As I had suspected, there was nothing wrong with the Turkish organising and I had little to do except help out and make a few suggestions.

The next conference I was associated with was the Scientific Assembly of IAGA, held in Edinburgh in 1980. This was a much bigger affair which lasted for two weeks and was attended by over 800 delegates and over 100 accompanying members. I was the Secretary of the Local Organising Committee. All other work was put on hold for about a year so I suppose this was my first taste of full-time administration, which I found quite stimulating for a while, but would not fancy as a way of life.

Dick had managed to defer his retirement until after the conference, but now it was time for him to go. Who would take over as Head of Department?  I was already an SPSO, so it would not be a promotion for me. The most likely candidate was Bill Stuart, but I was not at all sure that I would want to work under him, so I decided to apply. Three were called for interview in London: Bill, David Barraclough and me, and I got the job. The only obvious change was that I now had a designated parking space. There was more administration, of course, more meetings to attend, more staff to look after and regular visits to the three observatories, but still plenty of time for research. I saw my job as defending the staff from the more outrageous edicts from on high so that they could get on with their work in peace.

I had not been in post for more than a year when George Lewis brought along a paper to show me a job advertisement that he thought I might find interesting. Hello, I thought, trying to get rid of me already. But it was an interesting advert, for Head of Astronomy and Navigation at the National Maritime Museum in Greenwich: effectively Director of the Old Royal Observatory plus a few other duties. And, at Civil Service Grade 5, it was one level up from SPSO, as what used to be called DCSO (in the museum world it was called Curator Grade A). Best of all, it was a chance to get away from Scotland before my daughters tied us there for ever by marrying and producing Scotch grandchildren. I had produced a special exhibition at the Royal Scottish Museum in collaboration with Alan Simpson to coincide with the Edinburgh Conference, so I had some idea of the museum business. I also knew the Old Royal Observatory and National Maritime Museum from many visits, mainly to pay homage to the Harrison chronometers. I consulted museum friends, most notably Anita McConnell of the Science Museum, who said of the Director of the NMM “He is a prick, but he is due to retire very soon”, and they all agreed that I should go for it, which I did.

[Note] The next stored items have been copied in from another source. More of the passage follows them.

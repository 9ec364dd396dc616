// ============================================================
// Layer 2 — Application Use Cases
// ============================================================
// The training orchestrator and the evaluation harness. The CLI
// routes here; everything below this layer is policy-free
// machinery.

pub mod eval_use_case;
pub mod phase;
pub mod train_use_case;
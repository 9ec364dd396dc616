// ============================================================
// Layer 5 — Epoch Runner
// ============================================================
// Executes one pass (train or eval) over a list of shard files
// for a given policy. The policy is a closed enum carrying only
// the options that policy needs; the models travel in an
// EpochModels bundle that is moved in and returned, so a
// training step can consume-and-replace the trainable module the
// way burn's functional optimizers expect.
//
// Train split: forward -> loss -> backward -> optimizer step.
// Val/Test splits: the autodiff-free `valid()` modules run the
// same math and never touch a parameter.
//
// Reference: Burn Book §5; Williams (1992), REINFORCE

use anyhow::{bail, Context, Result};
use burn::{
    data::dataloader::DataLoaderBuilder,
    module::AutodiffModule,
    nn::loss::CrossEntropyLossConfig,
    optim::{GradientsParams, Optimizer},
    prelude::*,
    tensor::activation::softmax,
    tensor::backend::AutodiffBackend,
};
use rand::Rng;
use std::collections::BTreeMap;
use std::path::PathBuf;

use crate::data::{
    batcher::{ReferenceBatch, ReferenceBatcher},
    dataset::ReferenceDataset,
    shard::ShardData,
};
use crate::domain::{Activation, Penalty, Split};
use crate::infra::vocab::{self, Vocab};
use crate::ml::models::{
    GenOptions, LanguageModel, Listener, SpeakerModel, SpeakerVariant, Strategy,
};

/// Seed for the training loader's reshuffle; validation loaders
/// keep file order so repeated passes are bit-identical.
const SHUFFLE_SEED: u64 = 42;

// ─── Policy ───────────────────────────────────────────────────────────────────

/// Which forward/loss computation an epoch runs. Each variant
/// carries exactly the configuration it needs.
#[derive(Debug, Clone)]
pub enum Policy {
    /// Listener cross-entropy over image selection.
    L0,
    /// Teacher-forced speaker training, listener-scored accuracy.
    S0 { lmbd: f64 },
    /// Amortized speaker: listener task loss plus a prior penalty,
    /// trained by REINFORCE (multinomial) or a soft relaxation.
    Amortized {
        penalty: Option<Penalty>,
        activation: Option<Activation>,
        tau: f64,
        lmbd: f64,
    },
    /// Sample-and-rerank evaluation of a trained speaker.
    Sample { num_samples: usize, lmbd: f64 },
    /// Score gold utterances under the pretrained prior.
    LanguageModel { lmbd: f64 },
}

impl Policy {
    fn name(&self) -> &'static str {
        match self {
            Policy::L0 => "l0",
            Policy::S0 { .. } => "s0",
            Policy::Amortized { .. } => "amortized",
            Policy::Sample { .. } => "sample",
            Policy::LanguageModel { .. } => "language_model",
        }
    }

    fn eval_only(&self) -> bool {
        matches!(self, Policy::Sample { .. } | Policy::LanguageModel { .. })
    }
}

/// The models a pass may touch. Exactly which ones are consulted
/// depends on the policy; the bundle is returned so a train pass
/// can hand back the stepped module.
pub struct EpochModels<B: AutodiffBackend> {
    pub speaker: Option<SpeakerModel<B>>,
    /// Conditioning flags for the speaker (ignored without one).
    pub variant: SpeakerVariant,
    pub listener: Listener<B>,
    pub prior: Option<LanguageModel<B>>,
}

/// Knobs shared by every policy.
pub struct RunOptions {
    pub batch_size: usize,
    pub lr: f64,
    pub max_len: usize,
    pub debug: bool,
}

impl Default for RunOptions {
    fn default() -> Self {
        Self { batch_size: 32, lr: 0.001, max_len: 12, debug: false }
    }
}

/// Aggregated metrics plus per-batch qualitative outputs.
pub struct EpochOutcome {
    pub metrics: BTreeMap<String, f64>,
    pub aux: Vec<BatchAux>,
}

/// Qualitative per-batch output for inspection: what the speaker
/// said and what the listener picked.
#[derive(Debug, Clone, Default)]
pub struct BatchAux {
    pub utterances: Vec<String>,
    pub predictions: Vec<i64>,
    pub targets: Vec<i64>,
}

// ─── Entry point ──────────────────────────────────────────────────────────────

#[allow(clippy::too_many_arguments)]
pub fn run<B: AutodiffBackend>(
    files: &[PathBuf],
    split: Split,
    policy: &Policy,
    models: EpochModels<B>,
    speaker_optim: &mut impl Optimizer<SpeakerModel<B>, B>,
    listener_optim: &mut impl Optimizer<Listener<B>, B>,
    vocab: &Vocab,
    opts: &RunOptions,
    device: &B::Device,
) -> Result<(EpochModels<B>, EpochOutcome)> {
    if split.is_train() && policy.eval_only() {
        bail!("Policy '{}' cannot run under the train split", policy.name());
    }
    match policy {
        Policy::S0 { .. } | Policy::Amortized { .. } | Policy::Sample { .. }
            if models.speaker.is_none() =>
        {
            bail!("Policy '{}' requires a speaker model", policy.name())
        }
        Policy::LanguageModel { .. } if models.prior.is_none() => {
            bail!("Policy 'language_model' requires a language-model checkpoint")
        }
        Policy::Amortized { penalty: Some(Penalty::Bayes | Penalty::Map), .. }
            if models.prior.is_none() =>
        {
            bail!("Bayes/MAP penalties require a language-model checkpoint")
        }
        _ => {}
    }

    if split.is_train() {
        run_train(files, policy, models, speaker_optim, listener_optim, vocab, opts, device)
    } else {
        run_eval(files, policy, models, vocab, opts, device)
    }
}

I was not offered the job immediately, but only after the preferred candidate withdrew. My pride was a little hurt by this as I was not used to being second choice, and my inclination was to tell them what they could do with their job, but then I started to get wooed by both sides. First a ’phone call from Sir Herman Bondi, Head of NERC, who foresaw “A great future for you with NERC” and hinted broadly that he would propose me for the Royal Society. Then Sir Robert Boyd, Head of the Mullard Research Laboratory of University College, London, and the NMM trustee responsible for astronomy. He invited me to London to talk about things. After driving into the country in his white vintage Rolls Royce, he made his bid. Start at the top of the Grade 5 salary scale and have one day a week to work as Visiting Professor in the Department of Physics and Astronomy ay University College , London.

Quite a lot to think about. Had Bondi’s proposal been guaranteed to result in FRS, I would probably have stayed in Edinburgh, but I knew that being proposed was not the same as getting elected. In the end the clean air of London proved irresistible, so we were on the move again.